* [WHAT IS REQUIRED]: Copy word for word, please, the lines of the entries below running from the one containing "from B to A." to the one containing "use crate::config::Settings;", both ends included.

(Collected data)

========================================================================

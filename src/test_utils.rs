//! Test utilities for creating temporary remotes and forks.

use crate::{fork::Fork, remote::Remote};
use git2::{Oid, Repository, Signature};
use std::path::PathBuf;
use tempfile::TempDir;

/// A temporary bare repository standing in for a hosted remote.
pub struct TestRemote {
    pub dir: TempDir,
    pub branch: String,
}

impl TestRemote {
    /// Create an empty bare repository whose HEAD points at `branch`.
    pub fn new(branch: &str) -> Self {
        let dir = TempDir::new().expect("Failed to create temp dir");
        let repo = Repository::init_bare(dir.path()).expect("Failed to init bare repo");
        repo.set_head(&format!("refs/heads/{}", branch))
            .expect("Failed to set HEAD");

        Self {
            dir,
            branch: branch.to_string(),
        }
    }

    /// Create a bare repository with an initial commit on `branch`.
    pub fn with_initial_commit(branch: &str) -> Self {
        let remote = Self::new(branch);
        remote.commit("Initial commit", &[("README.md", "# Test Repo\n")]);
        remote
    }

    /// Create a bare repository holding the same history as `other`, i.e. a mirror.
    pub fn mirror_of(other: &TestRemote) -> Self {
        let remote = Self::new(&other.branch);
        let repo = remote.repo();
        repo.remote_anonymous(&other.url())
            .expect("Failed to create anonymous remote")
            .fetch(&["+refs/heads/*:refs/heads/*"], None, None)
            .expect("Failed to mirror remote");
        remote
    }

    /// Get the git2 repository
    pub fn repo(&self) -> Repository {
        Repository::open_bare(self.dir.path()).expect("Failed to open repo")
    }

    /// The URL (a local path) of the remote.
    pub fn url(&self) -> String {
        self.dir.path().to_string_lossy().to_string()
    }

    /// Builds a [Remote] descriptor for this repository.
    pub fn remote(&self, name: &str) -> Remote {
        Remote::new(name, self.branch.as_str(), self.url(), "test", "secret")
    }

    /// The commit `branch` points at.
    pub fn tip(&self) -> Oid {
        self.repo()
            .refname_to_id(&format!("refs/heads/{}", self.branch))
            .expect("Failed to resolve branch")
    }

    /// Commit top-level `files` on top of the current tip of `branch`.
    pub fn commit(&self, message: &str, files: &[(&str, &str)]) -> Oid {
        let repo = self.repo();
        let refname = format!("refs/heads/{}", self.branch);

        let parent = repo
            .find_reference(&refname)
            .ok()
            .and_then(|r| r.peel_to_commit().ok());
        let base_tree = parent.as_ref().map(|c| c.tree().expect("Failed to get tree"));

        let mut builder = repo
            .treebuilder(base_tree.as_ref())
            .expect("Failed to create tree builder");
        for &(name, content) in files {
            let blob = repo.blob(content.as_bytes()).expect("Failed to write blob");
            builder
                .insert(name, blob, 0o100644)
                .expect("Failed to insert blob");
        }
        let tree_oid = builder.write().expect("Failed to write tree");
        let tree = repo.find_tree(tree_oid).expect("Failed to find tree");

        let sig = Signature::now("Test User", "test@example.com").expect("Failed to sign");
        let parents: Vec<&git2::Commit> = parent.iter().collect();

        repo.commit(Some(&refname), &sig, &sig, message, &tree, &parents)
            .expect("Failed to create commit")
    }
}

/// Two mirrored remotes sharing an initial commit, plus a directory to hold the fork.
pub struct TestFork {
    pub a: TestRemote,
    pub b: TestRemote,
    pub dir: TempDir,
}

impl TestFork {
    pub fn new() -> Self {
        let a = TestRemote::with_initial_commit("master");
        let b = TestRemote::mirror_of(&a);

        Self {
            a,
            b,
            dir: TempDir::new().expect("Failed to create temp dir"),
        }
    }

    /// The path the fork repository is bootstrapped at.
    pub fn path(&self) -> PathBuf {
        self.dir.path().join("fork")
    }

    pub fn remote_a(&self) -> Remote {
        self.a.remote("github")
    }

    pub fn remote_b(&self) -> Remote {
        self.b.remote("gitlab")
    }

    /// Bootstrap the fork over both remotes.
    pub fn bootstrap(&self) -> Fork {
        Fork::bootstrap(self.path(), self.remote_a(), self.remote_b())
            .expect("Failed to bootstrap fork")
    }
}
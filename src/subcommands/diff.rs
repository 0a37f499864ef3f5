//! `diff` subcommand.

use super::print_patch;
use crate::config::KagamiConfig;
use anyhow::Result;
use clap::Args;
use kagami::DiffDirection;

/// CLI arguments for the `diff` subcommand.
#[derive(Debug, Clone, Eq, PartialEq, Args)]
pub struct DiffCmd {
    /// Show the patch from A to B instead of from B to A.
    #[clap(long)]
    reverse: bool,
    /// Only print the summary.
    #[clap(long)]
    stat: bool,
    /// Skip fetching and diff the tips from the last fetch.
    #[clap(long)]
    offline: bool,
}

impl DiffCmd {
    /// Run the `diff` subcommand.
    pub fn run(self, cfg: KagamiConfig) -> Result<()> {
        let fork = if self.offline {
            cfg.open()?
        } else {
            cfg.bootstrap(None)?
        };

        let direction = if self.reverse {
            DiffDirection::BToA.reversed()
        } else {
            DiffDirection::BToA
        };
        print_patch(&fork.diff_remotes(direction)?, self.stat)
    }
}
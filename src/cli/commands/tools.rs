//! Tools command implementation.

use crate::cli::Output;
use crate::config::Settings;
use crate::tools::builtin_registry;
use anyhow::Result;
use console::style;

/// List the registered tools and their parameters.
pub fn run_tools(settings: &Settings) -> Result<()> {
    let registry = builtin_registry(settings)?;

    Output::header("Available tools");
    for spec in registry.list_specs() {
        println!("\n  {}", style(&spec.name).bold().cyan());
        println!("  {}", spec.description);
        for param in spec.schema.params() {
            let detail = match (&param.default, param.required) {
                (_, true) => "required".to_string(),
                (Some(default), false) => format!("default {}", default),
                (None, false) => "optional".to_string(),
            };
            Output::kv(
                &param.name,
                &format!("{:?}, {} - {}", param.kind, detail, param.description),
            );
        }
    }
    println!();

    Ok(())
}
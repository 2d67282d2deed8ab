//! CLI output formatting utilities.

use crate::agent::ToolInvocation;
use crate::providers::{SearchHit, VideoHit};
use console::style;
use indicatif::{ProgressBar, ProgressStyle};

/// Output helper for CLI formatting.
pub struct Output;

impl Output {
    /// Print an info message.
    pub fn info(msg: &str) {
        println!("{} {}", style(">>").cyan().bold(), msg);
    }

    /// Print a success message.
    pub fn success(msg: &str) {
        println!("{} {}", style(">>").green().bold(), msg);
    }

    /// Print a warning message.
    pub fn warning(msg: &str) {
        eprintln!("{} {}", style(">>").yellow().bold(), msg);
    }

    /// Print an error message.
    pub fn error(msg: &str) {
        eprintln!("{} {}", style(">>").red().bold(), msg);
    }

    /// Print a header.
    pub fn header(msg: &str) {
        println!("\n{}", style(msg).bold().underlined());
    }

    /// Print a key-value pair.
    pub fn kv(key: &str, value: &str) {
        println!("  {}: {}", style(key).dim(), value);
    }

    /// Print a list item.
    pub fn list_item(msg: &str) {
        println!("  {} {}", style("*").cyan(), msg);
    }

    /// Print the assistant's answer.
    pub fn answer(text: &str) {
        println!("\n{} {}\n", style("Marquee:").cyan().bold(), text);
    }

    /// Print one ranked web search hit.
    pub fn search_hit(rank: usize, hit: &SearchHit) {
        println!("\n{} {}", style(format!("{}.", rank)).green(), style(&hit.title).bold());
        if !hit.snippet.is_empty() {
            println!("   {}", content_preview(&hit.snippet, 200));
        }
        println!("   {}", style(&hit.url).dim());
    }

    /// Print one ranked video hit.
    pub fn video_hit(rank: usize, hit: &VideoHit, likely_trailer: Option<bool>) {
        let marker = match likely_trailer {
            Some(true) => format!(" {}", style("[trailer]").yellow()),
            _ => String::new(),
        };
        println!(
            "\n{} {}{}",
            style(format!("{}.", rank)).green(),
            style(&hit.title).bold(),
            marker
        );
        println!("   {}", hit.url);
        println!("   {}", style(&hit.thumbnail_url).dim());
    }

    /// Print the tool calls made during a session.
    pub fn tool_trace(trace: &[ToolInvocation]) {
        for invocation in trace {
            let icon = if invocation.ok {
                style("✓").green()
            } else {
                style("✗").red()
            };
            println!(
                "  {} {} {}",
                icon,
                style(invocation.to_string()).bold(),
                style(invocation.timestamp.format("%H:%M:%S")).dim()
            );
            if let Some(rating) = invocation.rating {
                Output::kv("rating", &format!("{}/10", rating));
            }
            if let Some(date) = &invocation.release_date {
                Output::kv("release date", date);
            }
        }
    }

    /// Create a spinner.
    pub fn spinner(msg: &str) -> ProgressBar {
        let pb = ProgressBar::new_spinner();
        pb.set_style(
            ProgressStyle::default_spinner()
                .template("{spinner:.green} {msg}")
                .unwrap_or_else(|_| ProgressStyle::default_spinner()),
        );
        pb.set_message(msg.to_string());
        pb.enable_steady_tick(std::time::Duration::from_millis(100));
        pb
    }
}

/// Single-line preview, cut on a char boundary.
fn content_preview(content: &str, max_chars: usize) -> String {
    let content = content.replace('\n', " ");
    if content.chars().count() <= max_chars {
        content
    } else {
        let cut: String = content.chars().take(max_chars).collect();
        format!("{}...", cut)
    }
}

#[cfg(test)]
mod tests {
    use super::*;

    #[test]
    fn test_content_preview() {
        assert_eq!(content_preview("short\ntext", 20), "short text");
        assert_eq!(content_preview("Amélie Amélie", 6), "Amélie...");
    }
}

========================================================================

* [ANSWER SPACE]:
    /// Show the patch from A to B instead of from B to A.
    #[clap(long)]
    reverse: bool,
    /// Only print the summary.
    #[clap(long)]
    stat: bool,
    /// Skip fetching and diff the tips from the last fetch.
    #[clap(long)]
    offline: bool,
}

impl DiffCmd {
    /// Run the `diff` subcommand.
    pub fn run(self, cfg: KagamiConfig) -> Result<()> {
        let fork = if self.offline {
            cfg.open()?
        } else {
            cfg.bootstrap(None)?
        };

        let direction = if self.reverse {
            DiffDirection::BToA.reversed()
        } else {
            DiffDirection::BToA
        };
        print_patch(&fork.diff_remotes(direction)?, self.stat)
    }
}
filename src/cli/commands/tools.rs
//! Tools command implementation.

use crate::cli::Output;
use crate::config::Settings;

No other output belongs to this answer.